Film 9.09% Popularity

Description

Once Upon a Time in the West (Italian: C'era una volta il West, "Once upon a time (there was) the West") is a 1968 epic spaghetti Western film directed by Sergio Leone, who co-wrote it with Sergio Donati based on a story by Dario Argento, Bernardo Bertolucci and Leone. It stars Henry Fonda, cast against type as the villain, Charles Bronson as his nemesis, Jason Robards as a bandit and Claudia Cardinale as a newly widowed homesteader. The widescreen cinematography was by Tonino Delli Colli and the acclaimed film score was by Ennio Morricone.

After directing The Good, the Bad and the Ugly, Leone decided to retire from Westerns and aimed to produce his film based on the novel The Hoods, which eventually became Once Upon a Time in America. However, Leone accepted an offer from Paramount Pictures providing Henry Fonda and a budget to produce another Western. He recruited Bertolucci and Argento to devise the plot of the film in 1966, researching other Western films in the process. After Clint Eastwood turned down an offer to play the movie's protagonist, Bronson was offered the role. During production, Leone recruited Donati to rewrite the script due to concerns over time limitations.

The original version by the director was 165 minutes when it was first released on December 21, 1968. This version was shown in European cinemas, and was a box-office success. For the US release on May 28, 1969, Once Upon a Time in the West was edited down to 140 minutes by Paramount and was a financial flop.

The film is the first installment in Leone's Once Upon a Time trilogy, followed by Duck, You Sucker! and Once Upon a Time in America, though the films do not share any characters in common.

In 2009, the film was selected for preservation in the United States National Film Registry by the Library of Congress as being "culturally, historically, or aesthetically significant". The film is regarded as one of the greatest Westerns of all time and one of the greatest films of all time.

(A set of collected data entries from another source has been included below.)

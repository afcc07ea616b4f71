//! Catalog ingestion.
//!
//! Reads a streaming-catalog CSV into an in-memory [`CsvTable`] and maps
//! its headers onto logical fields.
//!
//! # Example
//!
//! ```ignore
//! use std::path::Path;
//! use cine_ingest::{build_field_map, read_csv_table};
//!
//! let table = read_csv_table(Path::new("cleaned_streaming_titles_final.csv"))?;
//! let fields = build_field_map(&table.headers);
//! ```

mod csv;
mod error;
mod resolve;

// === Error Types ===
pub use error::{IngestError, Result};

// === CSV Reading ===
pub use self::csv::{
    CsvTable, MAX_CSV_FILE_SIZE, check_file_size, check_file_size_with_limit, normalize_header,
    parse_csv_str, read_csv_table, validate_encoding,
};

// === Field Resolution ===
pub use resolve::{build_field_map, resolve, resolve_index};
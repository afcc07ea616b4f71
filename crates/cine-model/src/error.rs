use thiserror::Error;

#[derive(Debug, Error, PartialEq, Eq)]
pub enum ModelError {
    #[error("unknown filter axis '{0}' (expected type, genre, decade or platform)")]
    UnknownAxis(String),
    #[error("unknown logical field '{0}'")]
    UnknownField(String),
}

pub type Result<T> = std::result::Result<T, ModelError>;
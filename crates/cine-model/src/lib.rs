//! Data model for the streaming catalog filter.
//!
//! The types here carry no I/O: the ingest crate fills a [`FieldMap`] from
//! CSV headers, and the engine builds [`Title`] records and answers
//! [`Query`] values against them.

pub mod error;
pub mod field;
pub mod platform;
pub mod query;
pub mod title;

pub use error::{ModelError, Result};
pub use field::{FieldMap, LogicalField, ResolvedColumn};
pub use platform::Platform;
pub use query::{Axis, Query};
pub use title::{Title, Year};
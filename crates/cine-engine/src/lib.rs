//! Faceted filtering over a streaming-title catalog.
//!
//! # Overview
//!
//! - **Normalization**: turn CSV rows into typed [`Title`] records
//!   (year coercion, type casing)
//! - **Facets**: derive decade, platform list and genre list on demand
//! - **Filtering**: AND-combined matching over type, genre, decade and platform
//! - **Options**: distinct values for one axis given the other active filters
//!
//! # Example
//!
//! ```ignore
//! use cine_engine::Catalog;
//! use cine_model::{Axis, Query};
//!
//! let catalog = Catalog::load(Path::new("cleaned_streaming_titles_final.csv"))?;
//! let query = Query::new().with_platform("Hulu");
//! let genres = catalog.available_values(&query, Axis::Genre);
//! let hits = catalog.filter(&query.with_genre("Comedy"));
//! ```
//!
//! # Design Principles
//!
//! - **Load once**: a [`Catalog`] is built in one step and never mutated
//! - **Stateless functions**: facets, filters and options are pure
//! - **Absent is not an error**: a missing column contributes nothing

mod catalog;
mod config;
mod display;
mod facets;
mod filter;
mod normalize;
mod options;

pub use catalog::Catalog;
pub use config::DisplayConfig;
pub use display::{TitleView, is_placeholder_value};
pub use facets::{
    decade_label, decade_of, genres_of, platform_labels, platforms_of, split_genres,
};
pub use filter::{filter, matches};
pub use normalize::{canonical_type, coerce_year, normalize_row, normalize_title};
pub use options::{available_values, axis_values};

pub use cine_model::{Axis, FieldMap, LogicalField, Platform, Query, Title, Year};
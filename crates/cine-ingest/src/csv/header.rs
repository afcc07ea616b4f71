//! CSV header normalization.

/// Normalizes a header value by stripping a UTF-8 byte order mark and
/// surrounding whitespace.
pub fn normalize_header(value: &str) -> String {
    value.trim().trim_matches('\u{feff}').trim().to_string()
}
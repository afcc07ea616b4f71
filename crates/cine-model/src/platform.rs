//! Streaming platforms and their display labels.

use std::fmt;

use serde::{Deserialize, Serialize};

use crate::field::LogicalField;

/// A streaming service with a dedicated membership flag column.
///
/// Variant order is the order labels are listed when several flags are
/// set on one title.
#[derive(Debug, Clone, Copy, PartialEq, Eq, PartialOrd, Ord, Hash, Serialize, Deserialize)]
pub enum Platform {
    Netflix,
    DisneyPlus,
    Hulu,
    AmazonPrime,
}

impl Platform {
    /// Flag evaluation order.
    pub const PRIORITY: [Platform; 4] = [
        Platform::Netflix,
        Platform::DisneyPlus,
        Platform::Hulu,
        Platform::AmazonPrime,
    ];

    pub fn label(&self) -> &'static str {
        match self {
            Platform::Netflix => "Netflix",
            Platform::DisneyPlus => "Disney+",
            Platform::Hulu => "Hulu",
            Platform::AmazonPrime => "Amazon Prime",
        }
    }

    /// The flag column this platform is read from.
    pub fn flag_field(&self) -> LogicalField {
        match self {
            Platform::Netflix => LogicalField::Netflix,
            Platform::DisneyPlus => LogicalField::Disney,
            Platform::Hulu => LogicalField::Hulu,
            Platform::AmazonPrime => LogicalField::Prime,
        }
    }

    /// Canonical label for a free-text platform alias, if it is a known alias.
    ///
    /// Matching is case-insensitive on the already cleaned text.
    pub fn canonical_alias(text: &str) -> Option<&'static str> {
        match text.to_lowercase().as_str() {
            "prime video" | "amazon" | "amazon prime video" => Some("Amazon Prime"),
            "disney plus" => Some("Disney+"),
            _ => None,
        }
    }
}

impl fmt::Display for Platform {
    fn fmt(&self, f: &mut fmt::Formatter<'_>) -> fmt::Result {
        f.write_str(self.label())
    }
}
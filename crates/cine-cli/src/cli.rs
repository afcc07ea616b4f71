//! CLI argument definitions for cine-locate.

use std::path::PathBuf;

use clap::{Args, Parser, Subcommand, ValueEnum};
use clap_verbosity_flag::{Verbosity, WarnLevel};
use colorchoice_clap::Color;
use tracing::level_filters::LevelFilter;

use cine_model::{Axis, Query};

/// Catalog file read when neither `--csv` nor `CINE_LOCATE_CSV` is given.
pub const DEFAULT_CSV_PATH: &str = "cleaned_streaming_titles_final.csv";

#[derive(Parser)]
#[command(
    name = "cine-locate",
    version,
    about = "Cine Locate - Filter a streaming catalog by type, genre, decade and platform",
    long_about = "Filter a streaming-service title catalog stored as CSV.\n\n\
                  Column names are detected from common aliases (title/show_id/name,\n\
                  listed_in/genre, release_year/year, netflix/hulu/prime_video/disney+ flags)."
)]
pub struct Cli {
    #[command(subcommand)]
    pub command: Command,

    /// Catalog CSV file to load.
    #[arg(
        long = "csv",
        value_name = "PATH",
        env = "CINE_LOCATE_CSV",
        default_value = DEFAULT_CSV_PATH,
        global = true
    )]
    pub csv: PathBuf,

    /// Adjust log verbosity (-v for info, -vv for debug, -q for errors only).
    #[command(flatten)]
    pub verbosity: Verbosity<WarnLevel>,

    /// Control ANSI color output (auto, always, never).
    #[command(flatten)]
    pub color: Color,

    /// Explicit log level (overrides -v/-q flags).
    #[arg(long = "log-level", value_enum, global = true)]
    pub log_level: Option<LogLevelArg>,

    /// Log output format (pretty for human, json for machine parsing).
    #[arg(
        long = "log-format",
        value_enum,
        default_value = "pretty",
        global = true
    )]
    pub log_format: LogFormatArg,

    /// Write logs to a file instead of stderr.
    #[arg(long = "log-file", value_name = "PATH", global = true)]
    pub log_file: Option<PathBuf>,
}

#[derive(Subcommand)]
pub enum Command {
    /// Filter titles and print the matches.
    Search(SearchArgs),

    /// List the values available for one filter, given the other filters.
    Options(OptionsArgs),

    /// Show which CSV column each logical field was read from.
    Fields,
}

/// Facet filters shared by `search` and `options`. Omitted means "any".
#[derive(Args, Debug, Default, Clone)]
pub struct FilterArgs {
    /// Content type, e.g. "Movie" or "TV Show".
    #[arg(long = "type", value_name = "TYPE")]
    pub content_type: Option<String>,

    /// A single genre, matched against each listed genre.
    #[arg(long = "genre")]
    pub genre: Option<String>,

    /// Release decade, e.g. "1990s".
    #[arg(long = "decade")]
    pub decade: Option<String>,

    /// Streaming platform, e.g. "Netflix" or "Amazon Prime".
    #[arg(long = "platform")]
    pub platform: Option<String>,
}

impl FilterArgs {
    pub fn to_query(&self) -> Query {
        Query::new()
            .with(Axis::Type, self.content_type.as_deref())
            .with(Axis::Genre, self.genre.as_deref())
            .with(Axis::Decade, self.decade.as_deref())
            .with(Axis::Platform, self.platform.as_deref())
    }
}

#[derive(Parser, Debug, Default)]
pub struct SearchArgs {
    #[command(flatten)]
    pub filters: FilterArgs,

    /// Maximum number of titles to print (0 for all).
    ///
    /// Defaults to 400 when a filter is set and 100 when none is.
    #[arg(long = "limit", value_name = "N")]
    pub limit: Option<usize>,

    /// Output format.
    #[arg(long = "format", value_enum, default_value = "table")]
    pub format: OutputFormatArg,
}

#[derive(Parser, Debug)]
pub struct OptionsArgs {
    /// Filter whose values to list.
    #[arg(value_enum)]
    pub axis: AxisArg,

    #[command(flatten)]
    pub filters: FilterArgs,
}

#[derive(Clone, Copy, Debug, Default, ValueEnum)]
pub enum OutputFormatArg {
    #[default]
    Table,
    Cards,
    Json,
}

#[derive(Clone, Copy, Debug, ValueEnum)]
pub enum AxisArg {
    Type,
    Genre,
    Decade,
    Platform,
}

impl From<AxisArg> for Axis {
    fn from(arg: AxisArg) -> Self {
        match arg {
            AxisArg::Type => Axis::Type,
            AxisArg::Genre => Axis::Genre,
            AxisArg::Decade => Axis::Decade,
            AxisArg::Platform => Axis::Platform,
        }
    }
}

/// CLI log level choices.
#[derive(Clone, Copy, ValueEnum)]
pub enum LogLevelArg {
    Error,
    Warn,
    Info,
    Debug,
    Trace,
}

impl From<LogLevelArg> for LevelFilter {
    fn from(level: LogLevelArg) -> Self {
        match level {
            LogLevelArg::Error => LevelFilter::ERROR,
            LogLevelArg::Warn => LevelFilter::WARN,
            LogLevelArg::Info => LevelFilter::INFO,
            LogLevelArg::Debug => LevelFilter::DEBUG,
            LogLevelArg::Trace => LevelFilter::TRACE,
        }
    }
}

/// CLI log format choices.
#[derive(Clone, Copy, ValueEnum)]
pub enum LogFormatArg {
    Pretty,
    Compact,
    Json,
}

#[cfg(test)]
mod tests {
    use super::*;
    use clap::CommandFactory;

    #[test]
    fn cli_definition_is_valid() {
        Cli::command().debug_assert();
    }

    #[test]
    fn parses_search_filters() {
        let cli = Cli::try_parse_from([
            "cine-locate",
            "--csv",
            "titles.csv",
            "search",
            "--type",
            "Movie",
            "--platform",
            " Hulu ",
            "--format",
            "cards",
        ])
        .unwrap();
        assert_eq!(cli.csv, PathBuf::from("titles.csv"));
        let Command::Search(args) = cli.command else {
            panic!("expected search");
        };
        let query = args.filters.to_query();
        assert_eq!(query.get(Axis::Type), Some("Movie"));
        assert_eq!(query.get(Axis::Platform), Some("Hulu"));
        assert_eq!(query.get(Axis::Genre), None);
        assert!(matches!(args.format, OutputFormatArg::Cards));
        assert_eq!(args.limit, None);
    }

    #[test]
    fn parses_options_axis() {
        let cli = Cli::try_parse_from(["cine-locate", "options", "genre", "--platform", "Netflix"])
            .unwrap();
        let Command::Options(args) = cli.command else {
            panic!("expected options");
        };
        assert_eq!(Axis::from(args.axis), Axis::Genre);
        assert_eq!(args.filters.to_query().get(Axis::Platform), Some("Netflix"));
    }
}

A train arrives at the Old West town of "Flagstone" where a man with a harmonica (later dubbed "Harmonica") overcomes an ambush by killing three men in dusters. Although Harmonica was expecting to meet an outlaw named Frank, he concludes by the dusters the men belonged to the outlaw Cheyenne's gang. It is not yet revealed why Harmonica seeks Frank. Meanwhile, Frank and his gang murder Brett McBain and his three children as they prepare for a celebration at his ranch called "Sweetwater." Shortly thereafter, a former prostitute arrives at Sweetwater and reveals she is Jill McBain, who married McBain a month before in New Orleans. Frank leaves evidence at the murder scene implicating Cheyenne. Jill is shocked at the murders and searches for a motive. Frank is a hired gun for railway tycoon Morton, who directed Frank to intimidate, not murder, McBain. McBain intended to profit by building a watering station on Sweetwater, because he knew the railroad from Flagstone would eventually pass through his property. However, if the station was incomplete by the time the railroad reached Sweetwater, the property would revert to the railroad. McBain's murder puts Morton at odds with Frank, who desires the land for himself. Jill's unexpected appearance makes her the owner of Sweetwater as McBain's surviving widow.

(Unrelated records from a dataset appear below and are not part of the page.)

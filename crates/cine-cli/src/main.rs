//! Cine Locate CLI.

use clap::{ColorChoice, Parser};
use std::io::{self, IsTerminal};
use tracing::level_filters::LevelFilter;

use cine_cli::cli::{Cli, Command, LogFormatArg};
use cine_cli::commands::{
    load_catalog_or_empty, print_fields, print_options, print_search, run_options, run_search,
};
use cine_cli::logging::{LogConfig, LogFormat, init_logging};
use cine_engine::DisplayConfig;

fn main() {
    let cli = Cli::parse();
    cli.color.write_global();
    let log_config = log_config_from_cli(&cli);
    if let Err(error) = init_logging(&log_config) {
        eprintln!("error: failed to initialize logging: {error}");
        std::process::exit(1);
    }

    let (catalog, load_error) = load_catalog_or_empty(&cli.csv);
    if let Some(error) = &load_error {
        eprintln!("error: {error:#}");
    }
    let display = DisplayConfig::default();

    let result = match &cli.command {
        Command::Search(args) => {
            let outcome = run_search(&catalog, args, &display);
            print_search(&outcome, args.format, &display)
        }
        Command::Options(args) => print_options(&run_options(&catalog, args)),
        Command::Fields => print_fields(&catalog),
    };
    let exit_code = match result {
        Ok(()) if load_error.is_none() => 0,
        Ok(()) => 1,
        Err(error) => {
            eprintln!("error: {error:#}");
            1
        }
    };
    std::process::exit(exit_code);
}

/// `--log-level` wins over `-v/-q`, which win over `RUST_LOG`.
fn log_config_from_cli(cli: &Cli) -> LogConfig {
    let explicit = cli.log_level.map(LevelFilter::from);
    let mut config = LogConfig::default()
        .with_level_filter(explicit.unwrap_or_else(|| cli.verbosity.tracing_level_filter()));
    config.use_env_filter = explicit.is_none() && !cli.verbosity.is_present();
    config.format = match cli.log_format {
        LogFormatArg::Pretty => LogFormat::Pretty,
        LogFormatArg::Compact => LogFormat::Compact,
        LogFormatArg::Json => LogFormat::Json,
    };
    config.log_file = cli.log_file.clone();
    config.with_ansi = match cli.color.color {
        ColorChoice::Always => true,
        ColorChoice::Never => false,
        ColorChoice::Auto => cli.log_file.is_none() && io::stderr().is_terminal(),
    };
    config
}
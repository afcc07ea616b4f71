//! Header-driven field resolution.

use tracing::debug;

use cine_model::{FieldMap, LogicalField, ResolvedColumn};

/// Position of the header matching the highest-priority candidate.
///
/// Candidates are tried in order; for each, the headers are compared after
/// trimming and lowercasing. The first candidate with any match wins.
pub fn resolve_index(headers: &[String], candidates: &[&str]) -> Option<usize> {
    candidates.iter().find_map(|candidate| {
        headers
            .iter()
            .position(|header| header.trim().to_lowercase() == *candidate)
    })
}

/// Header text for the highest-priority candidate present, or `None`.
pub fn resolve<'a>(headers: &'a [String], candidates: &[&str]) -> Option<&'a str> {
    resolve_index(headers, candidates).map(|index| headers[index].trim())
}

/// Resolve every logical field against one header row.
pub fn build_field_map(headers: &[String]) -> FieldMap {
    let mut map = FieldMap::new();
    for field in LogicalField::ALL {
        match resolve_index(headers, field.candidates()) {
            Some(index) => {
                let header = headers[index].trim().to_string();
                debug!(field = %field, column = %header, index, "resolved field");
                map.bind(field, ResolvedColumn { header, index });
            }
            None => debug!(field = %field, "field absent"),
        }
    }
    map
}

Harmonica encounters Cheyenne, now a fugitive, who denies his men were sent to ambush him. Harmonica saves Jill from two of Frank's men and spies out the railway carriage where Morton (owing to his spinal tuberculosis) is confined on crutches. Harmonica discovers the connection between Frank and Morton but is seen and captured. Frank is called away and Cheyenne rescues Harmonica. The two collaborate to help Jill save Sweetwater, using stockpiled materials to start building a station.

After a threatening sexual encounter with Frank, Jill is forced to auction the land; but, Frank's henchmen intimidate the bidders in order to purchase it for Frank at a low price. Harmonica appears with Cheyenne in tow and bids $5,000, which is the price on Cheyenne's head as a wanted fugitive. Frank is unsuccessful in buying Harmonica out, and wonders why Harmonica is pursuing him. Morton bribes Frank's own men to kill him, but Harmonica intervenes to save Frank, because of his unfinished business with him.

Cheyenne escapes custody and he and his gang engage Frank's remaining men in a gunfight on Morton's train. Except for Cheyenne, who heads to Sweetwater, everyone is killed, including Morton. When Frank sees the aftermath of the fight, he rides to Sweetwater too, where he finds Harmonica waiting. Cheyenne has arrived earlier, but he remains in the ranch house with Jill. Outside, Harmonica and Frank engage in a showdown. Through a flashback, it is revealed that Frank had once shoved a harmonica into the mouth of a boy while he supported his older brother on his shoulders as Frank was hanging him. When the boy collapses, the instrument flies from his mouth. Now Harmonica beats Frank to the draw and, as Frank lies dying, he pushes the harmonica into Frank's mouth.

After Harmonica and Cheyenne leave Sweetwater together, Cheyenne collapses and dies from a gut wound he received in the gunfight with Morton. Harmonica puts the body on Cheyenne's horse and rides off as Jill serves water to the railroad workers.

In addition to the credited cast, uncredited actors in the film include Enzo Santaniello (Timmy), Simonetta Santaniello (Maureen), and Stefano Imparato (Patrick) as the McBain children; Al Mulock as the third station gunman Knuckles; Conrado San Martín as Vecino, Marco Zuanelli as Wobbles, and Claudio Mancini as Harmonica's brother.

Members of Cheyenne's gang are played by Aldo Sambrell, Lorenzo Robledo, and Bruno Corazzari. Members of Frank's gang are played by Román Ariznavarreta, Frank Braña, Antonio Molino Rojo, and Fabio Testi.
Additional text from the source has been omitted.